Sex? Not if you’re a varsity student

IT is normal for higher learning institutions to have a list of dos and don’ts for their students but some universities in China got netizens into heated discussions over a ban on sex before marriage.

The saga started when one section of the handbook for the Dalian University of Technology’s postgraduate students stated that those who had sex before marriage would get demerit points in school.

This caught the interest of netizens. The most asked question was “how to determine if a person had sex”.

The section, detailing students’ behaviours, also touched on the possession of pornographic materials, uncivilised behaviour such as smoking in public places, receiving or providing sexual-related services, among others.

It was reported that about 20 other higher learning institutions, including Zhejiang University, Fudan University and Central China Normal University, imposed the same prohibition on students.

Netizens are questioning whether the school has the right to take action on adults for having sex.

Topics with the hashtag higher learning institutions banned students from having sex before marriage were read 420 million times.

“Postgraduate students are at least 24 years old, they are mature enough to know what is right and wrong,” said Dumu.

Some netizens joked that the ban was, in fact, aimed to encourage marriage rate, which is dropping annually.

Those who supported the move cited their concern that their education might be affected if a student gets pregnant.

“This is a matter of moral behaviour.

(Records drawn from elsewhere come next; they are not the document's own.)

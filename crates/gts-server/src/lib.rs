//! # gts-server
//!
//! axum HTTP API for the thesis registry.
//!
//! Every route lives under `/api` and answers with the shared
//! [`ApiEnvelope`](gts_core::responses::ApiEnvelope). Request bodies are
//! validated by `gts-schema` before they reach the `gts-db` service.

pub mod cli;
pub mod error;
mod handlers;
mod middleware;

use std::sync::Arc;

use axum::Router;
use axum::extract::DefaultBodyLimit;
use axum::middleware::{from_fn, from_fn_with_state};
use axum::routing::get;
use gts_config::ServerConfig;
use gts_db::service::RegistryService;
use gts_schema::SchemaRegistry;

pub use error::ApiError;

/// Shared handler state. Cheap to clone.
#[derive(Clone)]
pub struct AppState {
    pub service: Arc<RegistryService>,
    pub schemas: Arc<SchemaRegistry>,
    pub config: Arc<ServerConfig>,
}

impl AppState {
    #[must_use]
    pub fn new(service: RegistryService, config: ServerConfig) -> Self {
        Self {
            service: Arc::new(service),
            schemas: Arc::new(SchemaRegistry::new()),
            config: Arc::new(config),
        }
    }
}

/// The full application router with middleware applied.
pub fn build_router(state: AppState) -> Router {
    let api = Router::new()
        .nest("/universities", handlers::university::routes())
        .nest("/institutes", handlers::institute::routes())
        .nest("/people", handlers::person::routes())
        .nest("/subject-topics", handlers::subject_topic::routes())
        .nest("/theses", handlers::thesis::routes())
        .route("/dashboard/stats", get(handlers::dashboard::stats))
        .route("/health", get(handlers::health));

    Router::new()
        .nest("/api", api)
        .fallback(handlers::route_not_found)
        .layer(DefaultBodyLimit::max(state.config.max_body_bytes))
        .layer(from_fn_with_state(state.clone(), middleware::attach_stack))
        .layer(from_fn_with_state(state.clone(), middleware::cors))
        .layer(from_fn(middleware::request_tracing))
        .with_state(state)
}
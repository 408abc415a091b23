//! One module per API resource, each adding methods to `GtsClient`.

mod dashboard;
mod institute;
mod person;
mod subject_topic;
mod thesis;
mod university;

Females cannot have sex with men other than their husbands,” said some Internet users, who were being labelled “the traditional type” by their opponents.

Instead of imposing unnecessary bans on students, some people urged university authorities to beef up efforts in preventing sexual harassment by lecturers or cases of tutors forcing students to have sex in exchange for exam points.

According to a survey on, which has an average of 650 million respondents a year, 58.54% of the participants do not support undergraduates having sex before marriage.

To another question, 55.47% of those surveyed viewed that higher learning institutions have no right to punish students for such act.

The number of respondents to this questionnaire was not revealed.

Another survey, conducted among 20,000 people, saw half of the respondents saying “no” to seeing students being punished for having sex, 30% supported the ban on sex before marriage while the rest replied that it was none of their business.

Dalian University of Technology later clarified that this particular clause had been removed from the latest handbook.

“The one posted on the Internet was an old version,” a staff explained.

Meanwhile, Nankai University is praised for a new accommodation arrangement.

The higher learning institution in Tianjin has allocated 34 rooms for married couples who are students of the university.

With an annual fee of just 2,400 yuan (RM1,540), the 20sq m rooms are equipped with a private bathroom and kitchen in addition to the usual facilities such as a reading desk and wardrobe.

Netizen Jiaoyu is envious of the offer, hoping that her school would follow suit.

“I am paying 1,500 yuan (RM965) for a small apartment outside the university in order to live with my husband and this is a financial burden to us.

“Not only this, we have to fork out additional money for transportation too,” she added.

Another netizen said allowing husband and wife to live together could encourage a higher birth rate – a new vision of the country to counter the ageing population problem when the government changed its family planning policy for couples to have a third child beginning June.

Currently, dormitories at Chinese universities can accommodate two to six people per room.

Most institutions have separate blocks for males and females while some put them in the same building but on different floors.

In a separate incident early this month, a court in Kunming city of Yunnan province saw a young couple locking horns after their relationship turned sour.

The man had demanded a divorce from his newly married wife, a 24-year-old nurse, just an hour after their marriage.

The 26-year-old college student said he regretted the rash decision of tying the knot.

His wife, however, refused to sign the divorce papers, saying she wouldn’t sign unless he gives her 300,000 yuan (RM193,000) as compensation.

The nurse was introduced to the student by his father, who got to know her when he sought treatment at the hospital where she works.

The couple got married after dating for several months.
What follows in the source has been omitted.